IRISH patients are being warned of stem cell treatment scams where huge sums of cash are demanded from vulnerable families hoping for miracle cures.

A conference of leading stem cell researchers will today warn that the lack of guidelines for the treatment in Ireland is leading to patients taking huge risks seeking out therapies abroad.

Brock Reeves, brother of the late Superman actor Christopher and director of the Harvard Stem Cell Institute, will be among speakers at the Trinity College Dublin event this evening. The event is being organised by the Irish Patients’ Association.

Conference organiser and TCD researcher Dr Stephen Sullivan explained: “People involved in stem cell research, including myself, get emails every week from relatives or people doing stem cell therapy asking if it is safe to go to China or Ecuador.

“We are going to teach people the difference between valued and safe therapy and those offering false hopes.”

A number of tips have been offered to patients travelling abroad for stem cell therapy to help them avoid scams. These include avoiding clinics who are:

nDemanding large amounts of money upfront.

nOffering the same cells for unrelated diseases.
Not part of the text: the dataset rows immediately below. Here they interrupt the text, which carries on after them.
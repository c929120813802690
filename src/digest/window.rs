use chrono::{DateTime, Duration, Timelike, Utc};

use crate::constants::DEFAULT_LOOKBACK_HOURS;

/// Named time range selecting which slice of the inbox a run covers.
#[derive(Debug, Clone, Copy, PartialEq, Eq, Default)]
pub enum TimeRange {
    /// Rolling lookback of the last 24 hours.
    #[default]
    Daily,
    /// Yesterday 14:00 through today 09:00 (the 9am cron run).
    Morning,
    /// Today 09:00 through 14:00 (the 2pm cron run).
    Afternoon,
}

impl TimeRange {
    pub fn parse(s: &str) -> Option<Self> {
        match s.to_lowercase().as_str() {
            "daily" => Some(Self::Daily),
            "morning" => Some(Self::Morning),
            "afternoon" => Some(Self::Afternoon),
            _ => None,
        }
    }

    /// Period label used in the digest subject line.
    pub fn period_label(&self) -> &'static str {
        match self {
            Self::Daily => "Daily",
            Self::Morning => "Morning",
            Self::Afternoon => "Afternoon",
        }
    }

    /// Resolve the range to concrete bounds at `now`.
    pub fn bounds(&self, now: DateTime<Utc>) -> WindowBounds {
        match self {
            Self::Daily => WindowBounds {
                start: now - Duration::hours(DEFAULT_LOOKBACK_HOURS),
                end: None,
            },
            Self::Morning => WindowBounds {
                start: at_hour(now - Duration::days(1), 14),
                end: Some(at_hour(now, 9)),
            },
            Self::Afternoon => WindowBounds {
                start: at_hour(now, 9),
                end: Some(at_hour(now, 14)),
            },
        }
    }
}

/// Concrete lookback window. `end` of `None` means "up to now".
#[derive(Debug, Clone, Copy)]
pub struct WindowBounds {
    pub start: DateTime<Utc>,
    pub end: Option<DateTime<Utc>>,
}

impl WindowBounds {
    /// Whether a timestamp falls inside the window. The start is inclusive
    /// and the end exclusive, matching the provider-side filter.
    pub fn contains(&self, ts: DateTime<Utc>) -> bool {
        ts >= self.start && self.end.is_none_or(|end| ts < end)
    }
}

fn at_hour(ts: DateTime<Utc>, hour: u32) -> DateTime<Utc> {
    ts.with_hour(hour)
        .and_then(|t| t.with_minute(0))
        .and_then(|t| t.with_second(0))
        .and_then(|t| t.with_nanosecond(0))
        .unwrap_or(ts)
}

#[cfg(test)]
mod tests {
    use super::*;
    use chrono::TimeZone;

    fn at(h: u32, m: u32) -> DateTime<Utc> {
        Utc.with_ymd_and_hms(2024, 3, 15, h, m, 0).unwrap()
    }

    #[test]
    fn test_daily_bounds() {
        let now = at(9, 0);
        let bounds = TimeRange::Daily.bounds(now);
        assert_eq!(bounds.start, Utc.with_ymd_and_hms(2024, 3, 14, 9, 0, 0).unwrap());
        assert!(bounds.end.is_none());
    }

    #[test]
    fn test_morning_bounds() {
        let bounds = TimeRange::Morning.bounds(at(9, 5));
        assert_eq!(bounds.start, Utc.with_ymd_and_hms(2024, 3, 14, 14, 0, 0).unwrap());
        assert_eq!(bounds.end, Some(Utc.with_ymd_and_hms(2024, 3, 15, 9, 0, 0).unwrap()));
    }

    #[test]
    fn test_afternoon_bounds() {
        let bounds = TimeRange::Afternoon.bounds(at(14, 10));
        assert_eq!(bounds.start, at(9, 0));
        assert_eq!(bounds.end, Some(at(14, 0)));
    }

    #[test]
    fn test_contains_is_start_inclusive_end_exclusive() {
        let bounds = TimeRange::Afternoon.bounds(at(14, 10));
        assert!(bounds.contains(at(9, 0)));
        assert!(bounds.contains(at(13, 59)));
        assert!(!bounds.contains(at(14, 0)));
        assert!(!bounds.contains(at(8, 59)));
    }

    #[test]
    fn test_parse() {
        assert_eq!(TimeRange::parse("morning"), Some(TimeRange::Morning));
        assert_eq!(TimeRange::parse("AFTERNOON"), Some(TimeRange::Afternoon));
        assert_eq!(TimeRange::parse("weekly"), None);
    }
}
nRefusing to say where the cells are from in the body.

nDenying there is any risk in the treatment.

nBased in a country that does not have good regulation of the treatment.

“There’s a huge vacuum with regard to legislation on this issue in Ireland. People are willing to pay huge amounts, but there are some very heinous websites offering therapy,” added Dr Sullivan.

Initial research conducted by the conference organisers show treatment groups fronting loans for stem cell injections, demanding interest of up to 15%.

A number of stem cell therapists also offer ‘miracle cures’ for diseases such as Alzheimer’s, diabetes, Parkinson’s and multiple sclerosis, among others.

UCC last year became the first Irish college to allow the use of embryonic stem cells for research purposes in Ireland. But there are no clear national guidelines. The Department of Health is understood to be drawing up legislation.

Irish Patients’ Association chief Stephen McMahon said up to 40 different patients’ groups would be at the TCD conference.

The conference comes as a Louth couple, who are thought to have thoroughly researched their clinic, yesterday flew out with their daughter to China to seek stem cell therapy to help her see. Eight-month old Gretta Kieran Cullen is thought to be the first Irish-born child to undergo such treatment.